Anyone who has worked with field and court sport athletes has undoubtedly
dealt with his fair share of athletes with ankle injuries. The ankle is the most
frequently injured joint in sport, accounting for one-third of all injuries. As
the Western approach to medicine is highly reactionary in nature, we typically
follow ankle injuries up with rest and taping to assist the body in stabilizing
motion. Unfortunately, in many cases, this isn’t enough to restore proper
function at the ankle and leads to a loss of ankle dorsiflexion and an increased
likelihood of repeated ankle injury in the future.
Why more dorsiflexion?
Sports are extremely stressful to the body, and the ankle joint is no
exception. Over the course of an athletic practice or competition, each foot
contacts the ground hundreds or thousands of times and goes into plantar flexion
for propulsion equally as many times.
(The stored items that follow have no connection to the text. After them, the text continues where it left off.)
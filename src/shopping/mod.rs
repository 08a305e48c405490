// ABOUTME: Shopping list module covering generation and the obtain/complete lifecycle
// ABOUTME: Exposes the ShoppingService and the per-list ShoppingListManager
//
// SPDX-License-Identifier: MIT OR Apache-2.0
// Copyright (c) 2025 Larder Project

//! Shopping list generation and lifecycle.
//!
//! The service derives a draft list from the planned meals of a date range;
//! the manager owns one list's mutable obtain/missing state and its one-way
//! transition to completed, which folds the bought quantities back into the
//! pantry inventory.

/// Per-list lifecycle management
pub mod list;

/// Date-validated list generation
pub mod service;

pub use list::ShoppingListManager;
pub use service::ShoppingService;
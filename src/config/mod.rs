// ABOUTME: Configuration module for the larder engine
// ABOUTME: Re-exports environment-based client configuration
//
// SPDX-License-Identifier: MIT OR Apache-2.0
// Copyright (c) 2025 Larder Project

/// Environment-based configuration management
pub mod environment;

pub use environment::{ClientConfig, LogLevel};
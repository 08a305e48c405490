// ABOUTME: Logging configuration and structured logging setup for the larder engine
// ABOUTME: Configures log levels, formatters, and output destinations via tracing-subscriber
//
// SPDX-License-Identifier: MIT OR Apache-2.0
// Copyright (c) 2025 Larder Project

//! Structured logging configuration built on `tracing`.
//!
//! The engine itself only emits `tracing` events; binaries call
//! [`init_logging`] once at startup to install a subscriber. `RUST_LOG`
//! overrides the configured level when set.

use anyhow::Result;
use std::env;
use tracing::info;
use tracing_subscriber::{
    fmt, layer::SubscriberExt, util::SubscriberInitExt, EnvFilter,
};

/// Logging configuration
#[derive(Debug, Clone)]
pub struct LoggingConfig {
    /// Log level (trace, debug, info, warn, error)
    pub level: String,
    /// Output format (json, pretty, compact)
    pub format: LogFormat,
    /// Include source file and line numbers
    pub include_location: bool,
    /// Service name for structured logging
    pub service_name: String,
    /// Service version
    pub service_version: String,
}

/// Log output format options
#[derive(Debug, Clone, Copy, PartialEq, Eq)]
pub enum LogFormat {
    /// `JSON` format for production logging
    Json,
    /// Pretty format for development
    Pretty,
    /// Compact format for space-constrained environments
    Compact,
}

impl LogFormat {
    /// Parse from string with fallback to pretty
    #[must_use]
    pub fn from_str_or_default(s: &str) -> Self {
        match s.to_lowercase().as_str() {
            "json" => Self::Json,
            "compact" => Self::Compact,
            _ => Self::Pretty,
        }
    }
}

impl Default for LoggingConfig {
    fn default() -> Self {
        Self {
            level: "info".into(),
            format: LogFormat::Pretty,
            include_location: false,
            service_name: "larder".into(),
            service_version: env!("CARGO_PKG_VERSION").to_owned(),
        }
    }
}

impl LoggingConfig {
    /// Build a logging configuration from `LARDER_LOG_LEVEL` and
    /// `LARDER_LOG_FORMAT`, falling back to defaults
    #[must_use]
    pub fn from_env() -> Self {
        let mut config = Self::default();
        if let Ok(level) = env::var("LARDER_LOG_LEVEL") {
            config.level = level;
        }
        if let Ok(format) = env::var("LARDER_LOG_FORMAT") {
            config.format = LogFormat::from_str_or_default(&format);
        }
        config
    }
}

/// Install the global tracing subscriber.
///
/// `RUST_LOG` takes precedence over the configured level so operators can
/// raise verbosity per-module without touching configuration.
pub fn init_logging(config: &LoggingConfig) -> Result<()> {
    let filter = EnvFilter::try_from_default_env()
        .unwrap_or_else(|_| EnvFilter::new(config.level.clone()));

    match config.format {
        LogFormat::Json => {
            tracing_subscriber::registry()
                .with(filter)
                .with(
                    fmt::layer()
                        .json()
                        .with_file(config.include_location)
                        .with_line_number(config.include_location),
                )
                .try_init()?;
        }
        LogFormat::Pretty => {
            tracing_subscriber::registry()
                .with(filter)
                .with(
                    fmt::layer()
                        .pretty()
                        .with_file(config.include_location)
                        .with_line_number(config.include_location),
                )
                .try_init()?;
        }
        LogFormat::Compact => {
            tracing_subscriber::registry()
                .with(filter)
                .with(fmt::layer().compact())
                .try_init()?;
        }
    }

    info!(
        service = %config.service_name,
        version = %config.service_version,
        level = %config.level,
        "logging initialized"
    );
    Ok(())
}

#[cfg(test)]
mod tests {
    use super::*;

    #[test]
    fn test_format_parsing() {
        assert_eq!(LogFormat::from_str_or_default("json"), LogFormat::Json);
        assert_eq!(LogFormat::from_str_or_default("COMPACT"), LogFormat::Compact);
        assert_eq!(LogFormat::from_str_or_default("anything"), LogFormat::Pretty);
    }

    #[test]
    fn test_default_config() {
        let config = LoggingConfig::default();
        assert_eq!(config.level, "info");
        assert_eq!(config.format, LogFormat::Pretty);
        assert_eq!(config.service_name, "larder");
    }
}
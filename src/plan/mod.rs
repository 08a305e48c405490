// ABOUTME: Meal plan module covering scheduling, aggregation, and requirement resolution
// ABOUTME: Exposes the MealPlanner, the occurrence aggregator, and the RequirementResolver
//
// SPDX-License-Identifier: MIT OR Apache-2.0
// Copyright (c) 2025 Larder Project

//! Meal planning and the aggregation path.
//!
//! Data flows planner → aggregator → resolver: scheduled days are reduced to
//! per-recipe occurrence counts, which expand into gross ingredient totals
//! and finally a net shopping requirement.

/// Pure reduction of plan days to occurrence counts
pub mod aggregate;

/// Slot scheduling and retention
pub mod planner;

/// Gross totals expansion and inventory netting
pub mod resolve;

pub use aggregate::aggregate_meal_plan;
pub use planner::{MealPlanner, PLAN_RETENTION_DAYS};
pub use resolve::RequirementResolver;
// ABOUTME: HTTP implementation of the RemoteCatalog trait using reqwest
// ABOUTME: Handles bearer authentication, JSON decoding, and DTO-to-model conversion
//
// SPDX-License-Identifier: MIT OR Apache-2.0
// Copyright (c) 2025 Larder Project

use std::collections::BTreeSet;
use std::time::Duration;

use async_trait::async_trait;
use reqwest::{Client, Method, RequestBuilder};
use serde::de::DeserializeOwned;
use serde::{Deserialize, Serialize};
use tracing::debug;

use super::core::RemoteCatalog;
use crate::config::ClientConfig;
use crate::errors::{AppError, AppResult};
use crate::models::{
    IngredientRequirement, InventoryItem, RecipeDetail, RecipeDraft, RecipeFilter, RecipeQuantity,
    RecipeSummary, Unit,
};
use crate::pagination::{Page, PageRequest};

/// Catalog service response for a paginated listing
#[derive(Debug, Deserialize)]
struct PageResponse<T> {
    items: Vec<T>,
    page: u32,
    total_pages: u32,
    total_items: u64,
}

/// Catalog service response for a recipe summary
#[derive(Debug, Deserialize)]
struct RecipeSummaryResponse {
    id: i64,
    name: String,
    description: String,
    prep_time_minutes: u32,
    #[serde(default)]
    allergens: Vec<String>,
    owner_id: i64,
    is_favorite: bool,
    favorite_count: u32,
}

impl From<RecipeSummaryResponse> for RecipeSummary {
    fn from(r: RecipeSummaryResponse) -> Self {
        Self {
            id: r.id,
            name: r.name,
            description: r.description,
            prep_time_minutes: r.prep_time_minutes,
            allergens: r.allergens.into_iter().collect::<BTreeSet<_>>(),
            owner_id: r.owner_id,
            is_favorite: r.is_favorite,
            favorite_count: r.favorite_count,
        }
    }
}

/// Catalog service response for a recipe detail
#[derive(Debug, Deserialize)]
struct RecipeDetailResponse {
    #[serde(flatten)]
    summary: RecipeSummaryResponse,
    guide_steps: Vec<String>,
    ingredients: Vec<IngredientLineResponse>,
}

/// Catalog service response for one ingredient line
#[derive(Debug, Deserialize)]
struct IngredientLineResponse {
    ingredient_id: i64,
    name: String,
    quantity: f64,
    unit: Unit,
}

impl From<IngredientLineResponse> for IngredientRequirement {
    fn from(r: IngredientLineResponse) -> Self {
        Self {
            ingredient_id: r.ingredient_id,
            name: r.name,
            quantity: r.quantity,
            unit: r.unit,
        }
    }
}

impl From<RecipeDetailResponse> for RecipeDetail {
    fn from(r: RecipeDetailResponse) -> Self {
        Self {
            summary: r.summary.into(),
            guide_steps: r.guide_steps,
            ingredients: r.ingredients.into_iter().map(Into::into).collect(),
        }
    }
}

/// Request body for the shopping-list resolution endpoints
#[derive(Debug, Serialize)]
struct TotalsRequest<'a> {
    totals: &'a [IngredientRequirement],
}

#[derive(Debug, Serialize)]
struct QuantitiesRequest<'a> {
    quantities: &'a [RecipeQuantity],
}

#[derive(Debug, Serialize)]
struct DeltaRequest<'a> {
    items: &'a [IngredientRequirement],
}

/// HTTP client for the remote catalog service
pub struct HttpCatalog {
    client: Client,
    base_url: String,
    token: Option<String>,
}

impl HttpCatalog {
    /// Build a client from the environment configuration
    pub fn new(config: &ClientConfig) -> AppResult<Self> {
        let client = Client::builder()
            .timeout(Duration::from_secs(config.http_timeout_secs))
            .build()
            .map_err(|e| AppError::config(format!("failed to build HTTP client: {e}")))?;

        Ok(Self {
            client,
            base_url: config.api_base_url.trim_end_matches('/').to_owned(),
            token: config.api_token.clone(),
        })
    }

    fn request(&self, method: Method, endpoint: &str) -> RequestBuilder {
        let url = format!("{}/{}", self.base_url, endpoint.trim_start_matches('/'));
        let mut builder = self.client.request(method, url);
        if let Some(token) = &self.token {
            builder = builder.bearer_auth(token);
        }
        builder
    }

    /// Send a request and decode the JSON body, mapping HTTP-level failures
    /// to transport errors
    async fn send_json<T>(&self, builder: RequestBuilder, endpoint: &str) -> AppResult<T>
    where
        T: DeserializeOwned,
    {
        let response = builder.send().await.map_err(|e| {
            AppError::remote_service(format!("request to {endpoint} failed: {e}")).with_source(e)
        })?;

        let status = response.status();
        if !status.is_success() {
            let body = response.text().await.unwrap_or_default();
            return Err(AppError::remote_service(format!(
                "{endpoint} returned {status}: {body}"
            )));
        }

        debug!(endpoint, %status, "catalog request succeeded");
        response.json().await.map_err(|e| {
            AppError::remote_decode(format!("invalid response from {endpoint}: {e}")).with_source(e)
        })
    }

    /// Send a request where only the status matters
    async fn send_unit(&self, builder: RequestBuilder, endpoint: &str) -> AppResult<()> {
        let response = builder.send().await.map_err(|e| {
            AppError::remote_service(format!("request to {endpoint} failed: {e}")).with_source(e)
        })?;

        let status = response.status();
        if !status.is_success() {
            let body = response.text().await.unwrap_or_default();
            return Err(AppError::remote_service(format!(
                "{endpoint} returned {status}: {body}"
            )));
        }
        debug!(endpoint, %status, "catalog request succeeded");
        Ok(())
    }

    fn page_query(builder: RequestBuilder, request: PageRequest) -> RequestBuilder {
        builder.query(&[("page", request.page), ("per_page", request.per_page)])
    }

    fn into_page(response: PageResponse<RecipeSummaryResponse>) -> Page<RecipeSummary> {
        Page::new(
            response.items.into_iter().map(Into::into).collect(),
            response.page,
            response.total_pages,
            response.total_items,
        )
    }
}

#[async_trait]
impl RemoteCatalog for HttpCatalog {
    async fn fetch_recipes(&self, request: PageRequest) -> AppResult<Page<RecipeSummary>> {
        let builder = Self::page_query(self.request(Method::GET, "recipes"), request);
        let response: PageResponse<RecipeSummaryResponse> =
            self.send_json(builder, "recipes").await?;
        Ok(Self::into_page(response))
    }

    async fn filter_recipes(
        &self,
        filter: &RecipeFilter,
        request: PageRequest,
    ) -> AppResult<Page<RecipeSummary>> {
        let mut builder = Self::page_query(self.request(Method::GET, "recipes/filter"), request);
        if let Some(name) = &filter.name {
            builder = builder.query(&[("name", name)]);
        }
        if let Some(min) = filter.min_time {
            builder = builder.query(&[("min_time", min)]);
        }
        if let Some(max) = filter.max_time {
            builder = builder.query(&[("max_time", max)]);
        }
        if !filter.exclude_allergens.is_empty() {
            let allergens = filter
                .exclude_allergens
                .iter()
                .cloned()
                .collect::<Vec<_>>()
                .join(",");
            builder = builder.query(&[("exclude_allergens", allergens)]);
        }
        let response: PageResponse<RecipeSummaryResponse> =
            self.send_json(builder, "recipes/filter").await?;
        Ok(Self::into_page(response))
    }

    async fn fetch_favorites(&self) -> AppResult<Vec<RecipeSummary>> {
        let builder = self.request(Method::GET, "favorites");
        let response: Vec<RecipeSummaryResponse> = self.send_json(builder, "favorites").await?;
        Ok(response.into_iter().map(Into::into).collect())
    }

    async fn add_favorite(&self, recipe_id: i64) -> AppResult<()> {
        let endpoint = format!("favorites/{recipe_id}");
        self.send_unit(self.request(Method::POST, &endpoint), &endpoint).await
    }

    async fn remove_favorite(&self, recipe_id: i64) -> AppResult<()> {
        let endpoint = format!("favorites/{recipe_id}");
        self.send_unit(self.request(Method::DELETE, &endpoint), &endpoint).await
    }

    async fn fetch_suggestions(&self) -> AppResult<Vec<RecipeSummary>> {
        let builder = self.request(Method::GET, "suggestions");
        let response: Vec<RecipeSummaryResponse> = self.send_json(builder, "suggestions").await?;
        Ok(response.into_iter().map(Into::into).collect())
    }

    async fn fetch_user_recipes(&self) -> AppResult<Vec<RecipeSummary>> {
        let builder = self.request(Method::GET, "users/me/recipes");
        let response: Vec<RecipeSummaryResponse> =
            self.send_json(builder, "users/me/recipes").await?;
        Ok(response.into_iter().map(Into::into).collect())
    }

    async fn fetch_recipe_detail(&self, recipe_id: i64) -> AppResult<RecipeDetail> {
        let endpoint = format!("recipes/{recipe_id}");
        let response: RecipeDetailResponse =
            self.send_json(self.request(Method::GET, &endpoint), &endpoint).await?;
        Ok(response.into())
    }

    async fn create_recipe(&self, draft: &RecipeDraft) -> AppResult<RecipeSummary> {
        draft.validate()?;
        let builder = self.request(Method::POST, "recipes").json(draft);
        let response: RecipeSummaryResponse = self.send_json(builder, "recipes").await?;
        Ok(response.into())
    }

    async fn update_recipe(
        &self,
        recipe_id: i64,
        draft: &RecipeDraft,
    ) -> AppResult<RecipeSummary> {
        draft.validate()?;
        let endpoint = format!("recipes/{recipe_id}");
        let builder = self.request(Method::PUT, &endpoint).json(draft);
        let response: RecipeSummaryResponse = self.send_json(builder, &endpoint).await?;
        Ok(response.into())
    }

    async fn delete_recipe(&self, recipe_id: i64) -> AppResult<()> {
        let endpoint = format!("recipes/{recipe_id}");
        self.send_unit(self.request(Method::DELETE, &endpoint), &endpoint).await
    }

    async fn fetch_inventory(&self) -> AppResult<Vec<InventoryItem>> {
        let builder = self.request(Method::GET, "inventory");
        self.send_json(builder, "inventory").await
    }

    async fn apply_inventory_delta(&self, items: &[IngredientRequirement]) -> AppResult<()> {
        let builder = self
            .request(Method::POST, "inventory/delta")
            .json(&DeltaRequest { items });
        self.send_unit(builder, "inventory/delta").await
    }

    async fn compute_ingredient_totals(
        &self,
        quantities: &[RecipeQuantity],
    ) -> AppResult<Vec<IngredientRequirement>> {
        let builder = self
            .request(Method::POST, "ingredients/totals")
            .json(&QuantitiesRequest { quantities });
        self.send_json(builder, "ingredients/totals").await
    }

    async fn resolve_shopping_list(
        &self,
        totals: &[IngredientRequirement],
    ) -> AppResult<Vec<IngredientRequirement>> {
        let builder = self
            .request(Method::POST, "shopping/resolve")
            .json(&TotalsRequest { totals });
        self.send_json(builder, "shopping/resolve").await
    }
}

#[cfg(test)]
mod tests {
    use super::*;

    #[test]
    fn test_base_url_normalization() {
        let config = ClientConfig {
            api_base_url: "http://localhost:8080/api/".into(),
            ..Default::default()
        };
        let catalog = HttpCatalog::new(&config).unwrap();
        assert_eq!(catalog.base_url, "http://localhost:8080/api");
    }

    #[test]
    fn test_summary_dto_conversion() {
        let dto = RecipeSummaryResponse {
            id: 3,
            name: "Chili".into(),
            description: "Slow-cooked".into(),
            prep_time_minutes: 45,
            allergens: vec!["soy".into(), "soy".into()],
            owner_id: 9,
            is_favorite: true,
            favorite_count: 12,
        };
        let summary: RecipeSummary = dto.into();
        // duplicate allergens collapse into the set
        assert_eq!(summary.allergens.len(), 1);
        assert!(summary.is_favorite);
    }
}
This repetitive strain can shorten the
plantar flexors, and over time, jarring of the joint causes natural gliding to
become restricted. Add to this mix the fact that the ankle is the most commonly
injured joint in sport along with countless taping jobs for ankle instability
and elevated heel shoes and you get a nasty cocktail of muscular and joint
restrictions that limit dorsiflexion.
A loss of dorsiflexion creates an inability to actively dissipate force in
the lower extremity and can lead to problems both locally and up the chain, as
the force must go somewhere. Furthermore, poor ankle dorsiflexion can lead to a
“bouncy” appearance of the gait, as the body’s weight is transferred to the
forefoot prematurely leading to inefficient locomotion.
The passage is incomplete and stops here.